Cabot Corporation (NYSE: CBT) announced today that its subsidiary, Cabot Norit Americas, Inc. (“Cabot Norit”), has entered into a long-term supply agreement with ADA Carbon Solutions (Red River), LLC, (“ADA”), a producer of lignite-based activated carbon and a subsidiary of Advanced Emissions Solutions, Inc. (NASD: ADES). Under the supply agreement, ADA will manufacture and supply Cabot Norit’s proprietary portfolio of lignite-based activated carbon products exclusively to Cabot Norit.

In conjunction with the supply agreement, Cabot Norit has also entered into an agreement for the sale of its lignite mine in Marshall, TX to ADA Carbon Solutions (Operations), LLC for a nominal amount. ADA has announced separately its intent to close the mine. Per the agreement, ADA assumes the majority of the costs associated with the closure of the mine. Cabot’s total cash outlays associated with the closure of the mine are capped at $10 million and are amortized over the next 14 years.

In an effort to better align its supply with its current demand for lignite-based activated carbon, Cabot has also announced that it will idle activation kilns at its manufacturing facility in Marshall, TX. Going forward, Cabot will continue certain operational activities including post-treatment of activated carbon, as well as packaging and warehousing operations at its Marshall facility. In addition, Cabot will continue to source lignite-based activated carbon from its joint venture in Estevan, Canada.

“We believe this long-term supply agreement and the sale of the lignite mine in Marshall enables us to adapt to present market conditions in North America and to better position Cabot’s cost structure to compete in mercury removal applications,” said Sean Keohane, president, and chief executive officer. “We remain committed to our customers and believe the long-term supply arrangement ensures that we will continue to deliver the same high-quality products and service that our customers have come to expect from us.”

The operating cost structure of the Purification Solutions business is expected to improve through fixed cost savings from the sale of the lignite mining operations and idling of activation assets at Cabot’s manufacturing facility in Marshall.

Keohane continued, “This transaction is the next step in the execution of our transformation plan, which began in 2019 and is aimed at simplifying the organization, focusing on specialty applications, rightsizing capacity, reducing fixed costs, and maximizing the future value of the business. We believe selling the mine and further reducing our cost structure will improve the attractiveness of the Purification Solutions business to potential buyers.”
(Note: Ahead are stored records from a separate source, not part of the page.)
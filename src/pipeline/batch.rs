//! Batch execution and the per-image failure policy.
//!
//! Requests in one batch are joined concurrently and come back in
//! submission order; batches themselves are driven one after another by
//! [`crate::labeler`]. With `return_exceptions` every slot gets a result,
//! failures included. Without it the first failure cancels the rest of the
//! batch and is returned as a fatal error.

use crate::error::{ClassifyError, PageLabelError};
use crate::label::PageLabel;
use crate::pipeline::classify::{classify_request, PageClassifier};
use crate::pipeline::encode::ClassificationRequest;
use futures::future::{join_all, try_join_all};

/// Number of batches needed for `len` items: `ceil(len / batch_size)`.
pub fn batch_count(len: usize, batch_size: usize) -> usize {
    len.div_ceil(batch_size.max(1))
}

/// Classify one batch.
///
/// The returned vector has exactly one entry per request, in request order.
pub async fn run_batch(
    classifier: &dyn PageClassifier,
    requests: &[ClassificationRequest],
    return_exceptions: bool,
) -> Result<Vec<Result<PageLabel, ClassifyError>>, PageLabelError> {
    if return_exceptions {
        let results = join_all(
            requests
                .iter()
                .map(|request| classify_request(classifier, request)),
        )
        .await;
        return Ok(results);
    }

    let labels = try_join_all(requests.iter().map(|request| async move {
        classify_request(classifier, request)
            .await
            .map_err(|source| PageLabelError::ClassificationFailed {
                path: request.path.clone(),
                source,
            })
    }))
    .await?;

    Ok(labels.into_iter().map(Ok).collect())
}

#[cfg(test)]
mod tests {
    use super::*;
    use async_trait::async_trait;
    use edgequake_llm::ImageData;
    use std::path::PathBuf;

    /// Labels by position in the file name; fails for names containing "bad".
    struct ByName;

    #[async_trait]
    impl PageClassifier for ByName {
        async fn classify(
            &self,
            request: &ClassificationRequest,
            _image: &ImageData,
        ) -> Result<PageLabel, ClassifyError> {
            let name = request.path.to_string_lossy();
            if name.contains("bad") {
                Err(ClassifyError::LlmFailed {
                    detail: "boom".into(),
                })
            } else if name.starts_with('1') {
                Ok(PageLabel::CoverPage)
            } else {
                Ok(PageLabel::TextPage)
            }
        }
    }

    fn request(name: &str) -> ClassificationRequest {
        ClassificationRequest {
            path: PathBuf::from(name),
            image: Some(ImageData::new("eA==".to_string(), "image/png")),
            read_error: None,
        }
    }

    #[test]
    fn batch_count_is_ceiling() {
        assert_eq!(batch_count(0, 3), 0);
        assert_eq!(batch_count(1, 3), 1);
        assert_eq!(batch_count(3, 3), 1);
        assert_eq!(batch_count(4, 3), 2);
        assert_eq!(batch_count(10, 1), 10);
        for len in 0..25 {
            for size in 1..7 {
                let chunks = (0..len).collect::<Vec<_>>();
                assert_eq!(chunks.chunks(size).count(), batch_count(len, size));
            }
        }
    }

    #[tokio::test]
    async fn results_follow_submission_order() {
        let reqs = vec![request("1_doc.png"), request("2_doc.png"), request("3_doc.png")];
        let out = run_batch(&ByName, &reqs, false).await.unwrap();
        assert_eq!(
            out,
            vec![
                Ok(PageLabel::CoverPage),
                Ok(PageLabel::TextPage),
                Ok(PageLabel::TextPage)
            ]
        );
    }

    #[tokio::test]
    async fn tolerated_failure_stays_in_its_slot() {
        let reqs = vec![request("1_doc.png"), request("2_bad.png"), request("3_doc.png")];
        let out = run_batch(&ByName, &reqs, true).await.unwrap();
        assert_eq!(out.len(), 3);
        assert!(out[0].is_ok());
        assert!(out[1].is_err());
        assert!(out[2].is_ok());
    }

    #[tokio::test]
    async fn untolerated_failure_aborts_batch() {
        let reqs = vec![request("1_doc.png"), request("2_bad.png")];
        let err = run_batch(&ByName, &reqs, false).await.unwrap_err();
        match err {
            PageLabelError::ClassificationFailed { path, .. } => {
                assert_eq!(path, PathBuf::from("2_bad.png"))
            }
            other => panic!("unexpected error: {other}"),
        }
    }

    #[test]
    fn missing_payload_is_failed_without_classifier() {
        let mut req = request("1_doc.png");
        req.image = None;
        req.read_error = Some("gone".into());
        let out = tokio_test::block_on(run_batch(&ByName, &[req], true)).unwrap();
        assert_eq!(
            out,
            vec![Err(ClassifyError::MissingImage {
                detail: "gone".into()
            })]
        );
    }
}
Cabot estimates a pre-tax charge to earnings of approximately $129 million, mainly related to the loss on sale and impairment of certain fixed assets, to be recorded in the fourth quarter of fiscal 2020 in connection with these transactions. Excluding mine related cash outlays, Cabot expects $5 million in annual cash benefits with an incremental $10 million benefit in the first year related to the depletion of inventory of Marshall manufactured product. In addition, we expect a further annual business EBIT benefit of $10 million per year from lower depreciation.

ABOUT CABOT CORPORATION

Cabot Corporation (NYSE: CBT) is a global specialty chemicals and performance materials company headquartered in Boston, Massachusetts. The company is a leading provider of carbon black, specialty carbons, activated carbon, elastomer composites, inkjet colorants, masterbatches and conductive compounds, fumed silica and aerogel. For more information on Cabot, please visit the company’s website at cabotcorp.com.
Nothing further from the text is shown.